When Value Outweighs the Price Tag

Jijo Kandamkulathy, CMF

Claretian Publications, Macau

24TH SUNDAY – C

Lk 15:1-32

Jesus discusses three parables: 1) the parable of the lost coin, 2) the lost sheep, and 3) the lost son to establish the compassionate heart of God. The use of these parables was meant to counter the derisive attitude of the Pharisees and Sadducees toward the sinners and tax collectors, and their disapproval of a teacher eating with them. They had judged the sinners and tax collectors as unworthy of God. The three parables that Jesus discusses come in varying degrees of relational significance. A coin is inanimate, a sheep, living; and the son is closer to the father than a coin to the woman, or the sheep to the shepherd. If the progression is understood, we can better delve into the deeper import of the three parables put together.

A hard-earned coin has more value than what it can buy. Ten dollars earned as interest is of less worth  than a ten-dollar bill earned by physical labor. Often the value of the money is not calculated by what it can buy but by how much is left in savings after your expenditure. Here, it is a woman who is in search of the coin because she earns her money with much more difficulty than a man. She has a  stronger emotional bond to what she earns than a man.

In the second instance, a shepherd who has an emotional connection with his sheep is in search of the one that is lost. His reason is suspended, and he risks the loss of the other ninety-nine because of the emotional connection to what is lost. The numbers do not count here at all. The statistics officer who records the number of annual deaths will never feel the pain of the families who lost one of their loved ones. There are intangibles that cannot be judged based on financial or numerical valuation.

The third parable, which is about the prodigal son, shows the progressing intensity of the loss and the joy in regaining what was lost. What match is a shepherd who lost one sheep from a hundred to a father who lost one out of two sons! The intensity is multifold. Jesus explains how God is emotionally connected to his children, saint or sinner.

It is a Pharisaic mind that looks at the relationship between the father and his children with detached emotions, as a matter of numbers. Only a schizoid detachment can separate the children as good or bad, and abandon the bad ones. It is, of course, easy to judge the children of others, but when it comes to one’s own children, objectivity is obscured. The Pharisaic mind imagines that only the righteous belong to God and the sinful do not. When God is pictured as father, it undermines the strength of that basic premise of the Pharisaic religion.

People often judge one another based on one’s own preoccupations. The most recent example of this is from a film, the title of which I have forgotten. A husband whose wife had just chosen to divorce him, accused her of a relationship with another man. The woman had been suffering because of her  paranoid husband for a long time. Someone then confronts the husband, “You are worried about her fidelity because you have not been faithful.” This was the truth. This man was not good at being faithful, but he was preoccupied with her fidelity.
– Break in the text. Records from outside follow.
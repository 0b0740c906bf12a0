use std::collections::BTreeMap;

use anyhow::Context;
use rust_decimal::Decimal;
use sqlx::{types::Json, PgPool};
use tracing::info;

struct SeedFood {
    name: &'static str,
    calories: Decimal,
    protein: Decimal,
    carbs: Decimal,
    fats: Decimal,
    reference_amount: i64,
    reference_unit: &'static str,
    conversions: &'static [(&'static str, i64)],
}

struct SeedWorkout {
    name: &'static str,
    unit: &'static str,
    calories_per_unit: Decimal,
    muscle_groups: &'static [&'static str],
    difficulty: &'static str,
}

/// `tenths(25)` is 2.5.
fn tenths(n: i64) -> Decimal {
    Decimal::new(n, 1)
}

fn foods() -> Vec<SeedFood> {
    vec![
        SeedFood { name: "Chapati", calories: tenths(700), protein: tenths(25), carbs: tenths(150), fats: tenths(5), reference_amount: 40, reference_unit: "g", conversions: &[("piece", 40)] },
        SeedFood { name: "Rice (cooked)", calories: tenths(1300), protein: tenths(27), carbs: tenths(280), fats: tenths(3), reference_amount: 100, reference_unit: "g", conversions: &[] },
        SeedFood { name: "Dal (cooked)", calories: tenths(1200), protein: tenths(90), carbs: tenths(200), fats: tenths(20), reference_amount: 100, reference_unit: "g", conversions: &[] },
        SeedFood { name: "Paneer", calories: tenths(2650), protein: tenths(180), carbs: tenths(12), fats: tenths(210), reference_amount: 100, reference_unit: "g", conversions: &[] },
        SeedFood { name: "Banana", calories: tenths(1050), protein: tenths(13), carbs: tenths(270), fats: tenths(3), reference_amount: 118, reference_unit: "g", conversions: &[("piece", 118)] },
        SeedFood { name: "Milk", calories: tenths(600), protein: tenths(32), carbs: tenths(50), fats: Decimal::new(325, 2), reference_amount: 100, reference_unit: "ml", conversions: &[("cup", 240)] },
    ]
}

fn workouts() -> Vec<SeedWorkout> {
    vec![
        SeedWorkout { name: "Push-ups", unit: "reps", calories_per_unit: Decimal::new(35, 2), muscle_groups: &["chest", "triceps", "shoulders"], difficulty: "medium" },
        SeedWorkout { name: "Squats", unit: "reps", calories_per_unit: Decimal::new(32, 2), muscle_groups: &["legs", "glutes"], difficulty: "easy" },
        SeedWorkout { name: "Jumping Jacks", unit: "minutes", calories_per_unit: tenths(80), muscle_groups: &["full body"], difficulty: "easy" },
        SeedWorkout { name: "Surya Namaskar", unit: "reps", calories_per_unit: tenths(40), muscle_groups: &["full body", "yoga"], difficulty: "medium" },
        SeedWorkout { name: "Plank", unit: "minutes", calories_per_unit: tenths(50), muscle_groups: &["core", "abs"], difficulty: "medium" },
        SeedWorkout { name: "Lunges", unit: "reps", calories_per_unit: Decimal::new(35, 2), muscle_groups: &["legs", "glutes"], difficulty: "medium" },
        SeedWorkout { name: "Mountain Climbers", unit: "minutes", calories_per_unit: tenths(100), muscle_groups: &["core", "cardio"], difficulty: "hard" },
        SeedWorkout { name: "Burpees", unit: "reps", calories_per_unit: tenths(10), muscle_groups: &["full body"], difficulty: "hard" },
        SeedWorkout { name: "Cycling (indoor)", unit: "minutes", calories_per_unit: tenths(75), muscle_groups: &["legs", "cardio"], difficulty: "easy" },
        SeedWorkout { name: "Yoga (general)", unit: "minutes", calories_per_unit: tenths(30), muscle_groups: &["flexibility", "calm"], difficulty: "easy" },
    ]
}

/// Insert the built-in catalog. Existing names are left untouched, so this
/// is safe to run on every start.
pub async fn seed_catalog(db: &PgPool) -> anyhow::Result<()> {
    let mut tx = db.begin().await.context("begin seed tx")?;

    let mut inserted_foods = 0u64;
    for f in foods() {
        let conversions: Option<Json<BTreeMap<String, Decimal>>> = if f.conversions.is_empty() {
            None
        } else {
            Some(Json(
                f.conversions
                    .iter()
                    .map(|(unit, qty)| (unit.to_string(), Decimal::from(*qty)))
                    .collect(),
            ))
        };
        let done = sqlx::query(
            r#"
            INSERT INTO food_items
                (name, calories, protein, carbs, fats, vitamins, reference_amount, reference_unit, unit_conversions)
            VALUES ($1, $2, $3, $4, $5, '{}'::jsonb, $6, $7, $8)
            ON CONFLICT (name) DO NOTHING
            "#,
        )
        .bind(f.name)
        .bind(f.calories)
        .bind(f.protein)
        .bind(f.carbs)
        .bind(f.fats)
        .bind(Decimal::from(f.reference_amount))
        .bind(f.reference_unit)
        .bind(conversions)
        .execute(&mut *tx)
        .await
        .with_context(|| format!("seed food {}", f.name))?;
        inserted_foods += done.rows_affected();
    }

    let mut inserted_workouts = 0u64;
    for w in workouts() {
        let muscles: Vec<String> = w.muscle_groups.iter().map(|m| m.to_string()).collect();
        let done = sqlx::query(
            r#"
            INSERT INTO workouts (name, unit, calories_per_unit, muscle_groups, difficulty)
            VALUES ($1, $2, $3, $4, $5)
            ON CONFLICT (name) DO NOTHING
            "#,
        )
        .bind(w.name)
        .bind(w.unit)
        .bind(w.calories_per_unit)
        .bind(muscles)
        .bind(w.difficulty)
        .execute(&mut *tx)
        .await
        .with_context(|| format!("seed workout {}", w.name))?;
        inserted_workouts += done.rows_affected();
    }

    tx.commit().await.context("commit seed tx")?;
    info!(foods = inserted_foods, workouts = inserted_workouts, "catalog seeded");
    Ok(())
}
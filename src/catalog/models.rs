use std::collections::BTreeMap;

use rust_decimal::Decimal;
use serde::Serialize;
use sqlx::{types::Json, FromRow};

use crate::nutrition::{EnergyRate, ReferenceBasis};

/// Food catalog row as stored; JSON columns may be NULL.
#[derive(Debug, FromRow)]
pub struct FoodItemRow {
    pub id: i32,
    pub name: String,
    pub calories: Decimal,
    pub protein: Decimal,
    pub carbs: Decimal,
    pub fats: Decimal,
    pub vitamins: Option<Json<BTreeMap<String, Decimal>>>,
    pub reference_amount: Decimal,
    pub reference_unit: String,
    pub unit_conversions: Option<Json<BTreeMap<String, Decimal>>>,
}

/// A food whose nutrients are given per `reference_amount` of `reference_unit`.
#[derive(Debug, Clone, PartialEq, Serialize)]
pub struct FoodItem {
    pub id: i32,
    pub name: String,
    pub calories: Decimal,
    pub protein: Decimal,
    pub carbs: Decimal,
    pub fats: Decimal,
    pub vitamins: BTreeMap<String, Decimal>,
    pub reference_amount: Decimal,
    pub reference_unit: String,
    /// Alternate unit -> equivalent quantity in the reference unit.
    pub unit_conversions: Option<BTreeMap<String, Decimal>>,
}

impl From<FoodItemRow> for FoodItem {
    fn from(r: FoodItemRow) -> Self {
        Self {
            id: r.id,
            name: r.name,
            calories: r.calories,
            protein: r.protein,
            carbs: r.carbs,
            fats: r.fats,
            vitamins: r.vitamins.map(|j| j.0).unwrap_or_default(),
            reference_amount: r.reference_amount,
            reference_unit: r.reference_unit,
            unit_conversions: r.unit_conversions.map(|j| j.0),
        }
    }
}

impl ReferenceBasis for FoodItem {
    fn reference_amount(&self) -> Decimal {
        self.reference_amount
    }

    fn reference_unit(&self) -> &str {
        &self.reference_unit
    }

    fn conversion_factor(&self, unit: &str) -> Option<Decimal> {
        self.unit_conversions.as_ref()?.get(unit).copied()
    }
}

#[derive(Debug, Clone, PartialEq, Serialize, FromRow)]
pub struct Workout {
    pub id: i32,
    pub name: String,
    /// `reps` or `minutes`; anything else is bad catalog data.
    pub unit: String,
    pub calories_per_unit: Decimal,
    pub muscle_groups: Vec<String>,
    pub difficulty: String,
}

impl EnergyRate for Workout {
    fn unit_mode(&self) -> &str {
        &self.unit
    }

    fn calories_per_unit(&self) -> Decimal {
        self.calories_per_unit
    }
}

#[cfg(test)]
pub mod test_support {
    use super::*;

    pub fn food(name: &str, calories: i64, reference_amount: i64, reference_unit: &str) -> FoodItem {
        FoodItem {
            id: 1,
            name: name.into(),
            calories: Decimal::from(calories),
            protein: Decimal::ZERO,
            carbs: Decimal::ZERO,
            fats: Decimal::ZERO,
            vitamins: BTreeMap::new(),
            reference_amount: Decimal::from(reference_amount),
            reference_unit: reference_unit.into(),
            unit_conversions: None,
        }
    }

    pub fn workout(name: &str, unit: &str, calories_per_unit: Decimal) -> Workout {
        Workout {
            id: 1,
            name: name.into(),
            unit: unit.into(),
            calories_per_unit,
            muscle_groups: vec!["full body".into()],
            difficulty: "medium".into(),
        }
    }
}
The Pharisees and Sadducees had “unfriended” the tax collectors as bad people and unworthy of their respect. What was their preoccupation? They were worried about two things: popularity and sinfulness. They were worried about the number of followers that Jesus was gathering, and they tried to judge Jesus because he was gathering cheap popularity from sinners and traitors. Jesus labels the judgment of the Pharisees and the Sadducees as hypocritical. The Pharisees were not caught in their sinfulness, not because they were holy, but because they were shrewd enough to make mistakes that will not be discovered.

What should be our parameters in judging another person? First of all, we should not judge at all. What we can develop is a divine perspective toward the people around us. God judges based on the law of love, for God is love. Accordingly, the sinners and mistaken ones need more attention and care than the righteous ones. Jesus finds sinfulness not as a disqualification to establish a relationship with sinners. He knows that his Father considers saints and sinners alike as his children.

We keep judging others. The metric of our judgment is our own value system, which varies from person to person. A person who has suffered poverty might develop the tendency to evaluate everything and everyone around him/her based on how affordable something is. A priest might keep judging his community based on church attendance, so those who do not go to church may be judged as bad people. Someone who has a preoccupation with cleanliness makes friends only with hygiene  freaks, and the rest become bad people!

I am reminded of the visit of Pope Francis to a prison in Italy. Talking to a prisoner, he was heard saying that he did not know why he was the Pope and not in the prison. We really do not have any merit of our own for where we are in life. We are where we are because God has designed it so. We can only be thankful for what we are, and not pass judgement over the plight of others.